Crops are harvested according to type throughout the year, with potatoes
and other native tubers brought in during the middle to late winter and
grains during the dry season.
The torrential rains of the winter months frequently cause severe
landslides and avalanches, called huaycos, throughout the Andean
region, damaging irrigation canals, roads, and even destroying villages
and cities.
In the valley of Callejón de Huaylas, the city of Huaraz (Huarás) was
partially destroyed in 1941 by just such a catastrophe, an event repeated
a few kilometers away in 1962, when the town of Ranrahirca was annihilated
by a huayco that killed about 3,000 people.
The Maritime Region
A maritime region constitutes a fourth significant environment within the
Peruvian domain. The waters off the Peruvian coast are swept by the Humboldt
(or Peruvian) Current that rises in the frigid Antarctic and runs strongly
northward, cooling the arid South American coastline before curving into
the central Pacific near the Peru-Ecuador border.

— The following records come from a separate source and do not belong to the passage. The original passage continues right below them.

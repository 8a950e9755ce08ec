// SPDX-License-Identifier: MIT

//! Session error taxonomy with user-facing messages.

use crate::db::StoreError;

/// Everything that can go wrong inside the session engine.
///
/// Nothing here is fatal: the worst outcome is stale local data that the
/// next remote snapshot corrects.
#[derive(Debug, thiserror::Error)]
pub enum SessionError {
    #[error("Authentication required")]
    NotAuthenticated,

    #[error("Gift code not found or inactive")]
    CodeNotFound,

    #[error("Gift code usage limit reached")]
    UsageLimitReached,

    #[error("Redemption transaction failed: {0}")]
    TransactionFailed(String),

    #[error("Profile subscription failed: {0}")]
    Subscription(String),

    #[error("Optimistic write failed: {0}")]
    WriteFailed(String),

    #[error(transparent)]
    Store(#[from] StoreError),
}

impl SessionError {
    /// The message shown to the user.
    ///
    /// `NotAuthenticated`, `CodeNotFound` and `UsageLimitReached` are
    /// specific and recoverable with different input; everything else
    /// collapses into a generic retry prompt.
    pub fn user_message(&self) -> &'static str {
        match self {
            SessionError::NotAuthenticated => "Please sign in first.",
            SessionError::CodeNotFound => "Invalid or expired code.",
            SessionError::UsageLimitReached => "Code usage limit reached.",
            SessionError::TransactionFailed(_) => "Failed to redeem code.",
            SessionError::Subscription(_) | SessionError::WriteFailed(_) | SessionError::Store(_) => {
                "Something went wrong. Please try again."
            }
        }
    }
}

/// Result type alias for session operations.
pub type Result<T> = std::result::Result<T, SessionError>;
// SPDX-License-Identifier: MIT

//! View navigation state machine.
//!
//! A fixed set of views, one current view, and a single-slot "back" memory.
//! There is deliberately no navigation stack: only one level of back exists
//! system-wide, and several views use a fixed back target instead of the
//! remembered slot. Both policies are enumerated per view below.

/// Every screen the UI layer can show.
#[derive(Debug, Clone, Copy, PartialEq, Eq, Hash)]
pub enum View {
    Home,
    Login,
    AppDetail,
    LikedList,
    InAppBrowser,
    Profile,
    BugReport,
    Points,
    Upgrade,
    Settings,
    Support,
    LegalPrivacy,
    LegalTerms,
    LegalDisclaimer,
    RedeemCode,
}

/// What "back" does from a given view.
#[derive(Debug, Clone, Copy, PartialEq, Eq)]
enum BackPolicy {
    /// Go to the remembered return view.
    Remembered,
    /// Always go to this view, regardless of where we came from.
    Fixed(View),
    /// Tab roots: back is not an action here.
    None,
}

impl View {
    fn back_policy(self) -> BackPolicy {
        match self {
            View::Home | View::LikedList | View::Profile => BackPolicy::None,
            View::Login => BackPolicy::Fixed(View::Home),
            View::Points => BackPolicy::Fixed(View::Profile),
            View::RedeemCode => BackPolicy::Fixed(View::Points),
            View::Settings => BackPolicy::Fixed(View::Profile),
            View::Support => BackPolicy::Fixed(View::Profile),
            View::LegalPrivacy | View::LegalTerms | View::LegalDisclaimer => {
                BackPolicy::Fixed(View::Settings)
            }
            View::AppDetail | View::InAppBrowser | View::BugReport | View::Upgrade => {
                BackPolicy::Remembered
            }
        }
    }

    /// Tab destinations that require a signed-in user.
    fn requires_auth(self) -> bool {
        matches!(self, View::LikedList | View::Profile | View::Points)
    }
}

/// Finite state machine over [`View`]s.
///
/// `current_view` is always a valid view by construction; there is no way to
/// reach an unrecognized state.
#[derive(Debug, Clone)]
pub struct NavigationController {
    current: View,
    return_view: View,
}

impl Default for NavigationController {
    fn default() -> Self {
        Self::new()
    }
}

impl NavigationController {
    pub fn new() -> Self {
        Self {
            current: View::Home,
            return_view: View::Home,
        }
    }

    pub fn current_view(&self) -> View {
        self.current
    }

    pub fn return_view(&self) -> View {
        self.return_view
    }

    /// Direct transition (tab bar, menu items).
    ///
    /// A gated target without authentication redirects to `Login`; the
    /// denied target never becomes current, not even transiently.
    pub fn go_to(&mut self, target: View, authenticated: bool) {
        let resolved = Self::gate(target, authenticated);
        tracing::debug!(from = ?self.current, to = ?resolved, "navigate");
        self.current = resolved;
    }

    /// Remember the origin, then transition.
    ///
    /// `AppDetail` can be entered from two list contexts, so its origin is
    /// pinned to `LikedList` or `Home` rather than the literal current view.
    /// Re-entering the view we are already on keeps the existing slot.
    pub fn go_to_remembering(&mut self, target: View, authenticated: bool) {
        let resolved = Self::gate(target, authenticated);
        if resolved != target {
            tracing::debug!(from = ?self.current, denied = ?target, "navigate gated to login");
            self.current = resolved;
            return;
        }

        if self.current != target {
            self.return_view = match target {
                View::AppDetail if self.current == View::LikedList => View::LikedList,
                View::AppDetail => View::Home,
                _ => self.current,
            };
        }
        tracing::debug!(from = ?self.current, to = ?target, remembered = ?self.return_view, "navigate remembering");
        self.current = target;
    }

    /// Back action for the current view.
    pub fn go_back(&mut self) {
        match self.current.back_policy() {
            BackPolicy::Remembered => self.current = self.return_view,
            BackPolicy::Fixed(target) => self.current = target,
            BackPolicy::None => {}
        }
    }

    /// Return to `Home` and clear the slot. Used on login success and
    /// logout.
    pub fn reset(&mut self) {
        self.current = View::Home;
        self.return_view = View::Home;
    }

    fn gate(target: View, authenticated: bool) -> View {
        if target.requires_auth() && !authenticated {
            View::Login
        } else {
            target
        }
    }
}
// SPDX-License-Identifier: MIT

//! Application configuration loaded from environment variables.

use std::env;

/// Configuration for the production store backend, loaded once at startup.
#[derive(Debug, Clone)]
pub struct Config {
    /// GCP project ID hosting the Firestore database
    pub gcp_project_id: String,
}

impl Default for Config {
    /// Default config for testing only.
    fn default() -> Self {
        Self {
            gcp_project_id: "test-project".to_string(),
        }
    }
}

impl Config {
    /// Load configuration from environment variables.
    pub fn from_env() -> Result<Self, ConfigError> {
        dotenvy::dotenv().ok(); // Load .env file if present

        Ok(Self {
            gcp_project_id: env::var("GCP_PROJECT_ID")
                .map_err(|_| ConfigError::Missing("GCP_PROJECT_ID"))?,
        })
    }
}

/// Configuration errors
#[derive(Debug, thiserror::Error)]
pub enum ConfigError {
    #[error("Missing required environment variable: {0}")]
    Missing(&'static str),
}

#[cfg(test)]
mod tests {
    use super::*;

    #[test]
    fn test_config_from_env() {
        env::set_var("GCP_PROJECT_ID", "demo-project");

        let config = Config::from_env().expect("Config should load");

        assert_eq!(config.gcp_project_id, "demo-project");
    }
}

Vast shoals of anchovy, tuna, and several varieties of other valued fish
are carried in this stream, making it one of the world's richest commercial
fisheries. The importance of guano has diminished since the rise of the
anchovy fishing industry. The billions of anchovy trapped by modern flotillas
of purse seiners guided by spotter planes and electronic sounding devices
are turned into fish meal for fertilizer and numerous other industrial uses.

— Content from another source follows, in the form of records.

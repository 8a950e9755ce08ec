// SPDX-License-Identifier: MIT

//! Services module - the engine's three components.

pub mod navigation;
pub mod profile_sync;
pub mod redemption;

pub use navigation::{NavigationController, View};
pub use profile_sync::ProfileSynchronizer;
pub use redemption::{RedemptionReceipt, RedemptionTransactor};
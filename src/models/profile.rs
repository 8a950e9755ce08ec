// SPDX-License-Identifier: MIT

//! User profile model.

use std::collections::BTreeSet;

use serde::{Deserialize, Serialize};

/// User profile document, one per authenticated identity.
///
/// The identity itself is the document id, not a field. Field names follow
/// the store's existing camelCase schema. Every field defaults, so a
/// partially written remote document still deserializes.
#[derive(Debug, Clone, Default, PartialEq, Serialize, Deserialize)]
#[serde(rename_all = "camelCase", default)]
pub struct UserProfile {
    /// Email address (may be absent for anonymous sign-in)
    pub email: Option<String>,
    /// Reward points balance
    pub points: u64,
    /// Ids of liked catalog apps; a set, so no duplicates by construction
    pub liked_app_ids: BTreeSet<String>,
    /// Premium entitlement flag
    pub is_premium: bool,
    /// When the profile was created (server-assigned, RFC 3339)
    pub created_at: String,
    /// Last session start (server-assigned, RFC 3339)
    pub last_login: String,
}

Exports of fish meal and fish products are of critical importance for Peru's
economy. For this reason, changes in the environmental patterns on the coast
or in the adjacent ocean have devastating consequences for employment and,
therefore, national stability.
The periodic advent of a warm current flowing
south, known as El Niño (The Christ-child), and intensive fishing that has
temporarily depleted the seemingly boundless stocks of anchovy have caused
major difficulties for Peru.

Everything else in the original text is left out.